Background: In COVID 19 related lung disease, which is a leading cause of death from this disease, cytokines like tumor necrosis factor-alpha (TNF alpha) may be pivotal in the pathogenesis. TNF alpha reduces fluid absorption due to impairment of sodium and chloride transport required for building an osmotic gradient across epithelial cells, which in the airways maintains airway surface liquid helping to keep airways open and enabling bacterial clearance and aids water absorption from the alveolar spaces. TNF alpha can, through Rho-kinase, disintegrate the endothelial and epithelial cytoskeleton, and thus break up intercellular tight junctional proteins, breaching the intercellular barrier, which prevents flooding of the interstitial and alveolar spaces with fluid.Hypotheses: (1) Preservation and restoration of airway and alveolar epithelial sodium and chloride transport and the cytoskeleton dependent integrity of the cell barriers within the lung can prevent and treat COVID 19 lung disease. (2) TNF alpha is the key mediator of pulmonary edema in COVID 19 lung disease.Confirmation of hypothesis and implications: The role of a reduction in the function of epithelial sodium and chloride transport could with regards to chloride transport be tested by analysis of chloride levels in exhaled breath condensate and levels correlated with TNF alpha concentrations.
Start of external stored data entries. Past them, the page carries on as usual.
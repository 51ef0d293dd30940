//! End-to-end integration tests for the complete weighing flow.
//!
//! Tests the full pipeline: define cats → ingest readings → query events,
//! plus the notification-batch entry points.

use std::io::Write;
use std::path::Path;
use std::process::{Command, Output, Stdio};

use tempfile::TempDir;

// 2021-11-15T12:19:20.263Z
const START: i64 = 1_636_978_760_263;

fn catscale_binary() -> String {
    env!("CARGO_BIN_EXE_catscale").to_string()
}

/// Runs catscale against a database inside `temp`, feeding `stdin` if given.
fn run(temp: &Path, args: &[&str], stdin: Option<&str>) -> Output {
    let mut child = Command::new(catscale_binary())
        .env("HOME", temp)
        .env_remove("XDG_CONFIG_HOME")
        .env("CS_DATABASE_PATH", temp.join("data/catscale.db"))
        .args(args)
        .stdin(Stdio::piped())
        .stdout(Stdio::piped())
        .stderr(Stdio::piped())
        .spawn()
        .expect("failed to run catscale");
    {
        let mut pipe = child.stdin.take().unwrap();
        if let Some(input) = stdin {
            pipe.write_all(input.as_bytes()).unwrap();
        }
    }
    child.wait_with_output().unwrap()
}

/// Like [`run`], but the command must succeed.
fn catscale(temp: &Path, args: &[&str], stdin: Option<&str>) -> Output {
    let output = run(temp, args, stdin);
    assert!(
        output.status.success(),
        "catscale {args:?} should succeed: {}",
        String::from_utf8_lossy(&output.stderr)
    );
    output
}

fn stdout(output: &Output) -> String {
    String::from_utf8(output.stdout.clone()).unwrap()
}

fn define_cats(temp: &Path) {
    for (name, weight) in [("Mocha", "8.2"), ("Pixel", "12.0")] {
        catscale(
            temp,
            &[
                "cats",
                "set-weight",
                "--name",
                name,
                "--weight",
                weight,
                "--at",
                "2021-11-01T00:00:00Z",
            ],
            None,
        );
    }
}

fn readings(samples: &[(i64, &str)]) -> String {
    samples
        .iter()
        .map(|(ts, weight)| format!("{{\"timestamp\":{ts},\"weight\":{weight}}}\n"))
        .collect()
}

fn events_on(temp: &Path, date: &str) -> Vec<serde_json::Value> {
    let output = catscale(temp, &["events", "--date", date, "--json"], None);
    stdout(&output)
        .lines()
        .map(|line| serde_json::from_str(line).unwrap())
        .collect()
}

/// Test the full flow: cats defined, readings ingested, events labeled.
#[test]
fn test_ingest_labels_events() {
    let temp = TempDir::new().unwrap();
    define_cats(temp.path());

    let input = readings(&[
        (START, "8.1"),
        (START + 20_000, "8.3"),
        (START + 41_250, "8.2"),
        (START + 45_000, "0"),
        (START + 600_000, "12.4"),
        (START + 630_000, "12.1"),
        (START + 631_000, "0"),
        (START + 900_000, "20.5"),
        (START + 901_000, "0"),
    ]);
    let output = catscale(temp.path(), &["ingest"], Some(&input));
    assert_eq!(
        stdout(&output).trim(),
        "Stored 9 of 9 readings; created 3 events, labeled 3."
    );

    let events = events_on(temp.path(), "2021.11.15");
    assert_eq!(events.len(), 3);

    assert_eq!(events[0]["time_utc"], "12:20:01:513");
    assert_eq!(events[0]["time_local"], "07:20:01:513");
    assert_eq!(events[0]["weight"], "8.3");
    assert_eq!(events[0]["elapsed_sec"], "41.2");
    assert_eq!(events[0]["cat"], "Mocha");

    assert_eq!(events[1]["weight"], "12.4");
    assert_eq!(events[1]["elapsed_sec"], "30.0");
    assert_eq!(events[1]["cat"], "Pixel");

    assert_eq!(events[2]["cat"], "OUTLIER_HIGH");

    // Re-ingesting the same readings changes nothing.
    let output = catscale(temp.path(), &["ingest"], Some(&input));
    assert_eq!(
        stdout(&output).trim(),
        "Stored 0 of 9 readings; created 0 events, labeled 0."
    );
    assert_eq!(events_on(temp.path(), "2021.11.15"), events);
}

/// Test the trigger entry points fed with change notification batches.
#[test]
fn test_process_batches_tolerate_redelivery() {
    let temp = TempDir::new().unwrap();
    define_cats(temp.path());

    let input = readings(&[(START, "8.1"), (START + 30_000, "8.4"), (START + 31_000, "0")]);
    catscale(temp.path(), &["ingest"], Some(&input));
    let before = events_on(temp.path(), "2021.11.15");
    assert_eq!(before.len(), 1);
    assert_eq!(before[0]["cat"], "Mocha");

    // The zero reading is delivered again: the event is rebuilt but keeps its label.
    let zero_ts = START + 31_000;
    let batch = format!(
        r#"{{"records": [
            {{"eventName": "INSERT", "keys": {{"date": "2021.11.15", "time": "12:19:51:263"}},
              "newImage": {{"timestamp": {zero_ts}, "weight": 0}}}},
            {{"eventName": "INSERT"}}
        ]}}"#
    );
    let output = catscale(temp.path(), &["process", "readings"], Some(&batch));
    assert_eq!(stdout(&output), "Successfully processed 2 records.\n");
    assert_eq!(events_on(temp.path(), "2021.11.15"), before);

    // The labeled event's own notification is skipped.
    let event_ts = START + 30_000;
    let event_batch = format!(
        r#"{{"records": [
            {{"eventName": "MODIFY", "keys": {{"date": "2021.11.15", "time": "12:19:50:263"}},
              "newImage": {{"timestamp": {event_ts}, "weight": "8.4", "cat": "Mocha"}}}},
            {{"eventName": "REMOVE", "keys": {{"date": "2021.11.15", "time": "12:19:50:263"}}}}
        ]}}"#
    );
    let output = catscale(temp.path(), &["process", "events"], Some(&event_batch));
    assert_eq!(stdout(&output), "Successfully processed 2 records.\n");
    assert_eq!(events_on(temp.path(), "2021.11.15"), before);
}

/// Test that events left unlabeled for lack of cats can be classified later.
#[test]
fn test_classify_after_cats_are_defined() {
    let temp = TempDir::new().unwrap();

    let input = readings(&[(START, "12.3"), (START + 10_000, "0")]);
    let output = run(temp.path(), &["ingest"], Some(&input));
    assert!(!output.status.success(), "classification needs defined cats");
    let events = events_on(temp.path(), "2021.11.15");
    assert_eq!(events.len(), 1);
    assert!(events[0].get("cat").is_none());

    define_cats(temp.path());
    let ts = START.to_string();

    let output = catscale(
        temp.path(),
        &["classify", "--timestamp", &ts, "--dry-run"],
        None,
    );
    let text = stdout(&output);
    let first: serde_json::Value = serde_json::from_str(text.lines().next().unwrap()).unwrap();
    assert_eq!(first["cat"], "Pixel");
    assert!(text.contains("Dry run"), "{text}");
    assert!(events_on(temp.path(), "2021.11.15")[0].get("cat").is_none());

    catscale(temp.path(), &["classify", "--timestamp", &ts], None);
    assert_eq!(events_on(temp.path(), "2021.11.15")[0]["cat"], "Pixel");

    let output = catscale(temp.path(), &["classify", "--timestamp", &ts], None);
    assert_eq!(stdout(&output), format!("No unlabeled event at {ts}.\n"));
}

/// Test status output against a fresh database.
#[test]
fn test_status_on_fresh_database() {
    let temp = TempDir::new().unwrap();
    let output = catscale(temp.path(), &["status"], None);
    let text = stdout(&output);
    assert!(text.starts_with("Cat scale status\n"), "{text}");
    assert!(text.contains("Readings: 0\n"), "{text}");
    assert!(text.contains("No cats defined"), "{text}");
}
Reduced levels would indicate a reduction of the function of the cystic fibrosis transmembrane conductance regulator (CFTR) chloride channel and a correlation with TNF alpha levels indicative of its involvement. Anti-TNF alpha treatment with antibodies is already available and needs to be tested in randomized controlled trials of COVID 19 lung disease. TNF alpha levels could also be reduced by statins, aspirin, and curcumin. Chloride transport could be facilitated by CFTR activators, including curcumin and phosphodiesterase-5 inhibitors. Sodium and chloride transport could be further regulated to prevent accumulation of alveolar fluid by use of Na(+)/K(+)/2Cl(−) cotransporter type 1 inhibitors, which have been associated with improved outcome in adults ventilated for acute respiratory distress syndrome (ARDS) in randomized controlled trials. Primary prevention of coronavirus infection and TNF alpha release in response to it could be improved by induction of antimicrobial peptides LL-37 and human beta defensin-2 and reduction of TNF alpha production by vitamin D prophylaxis for the population as a whole.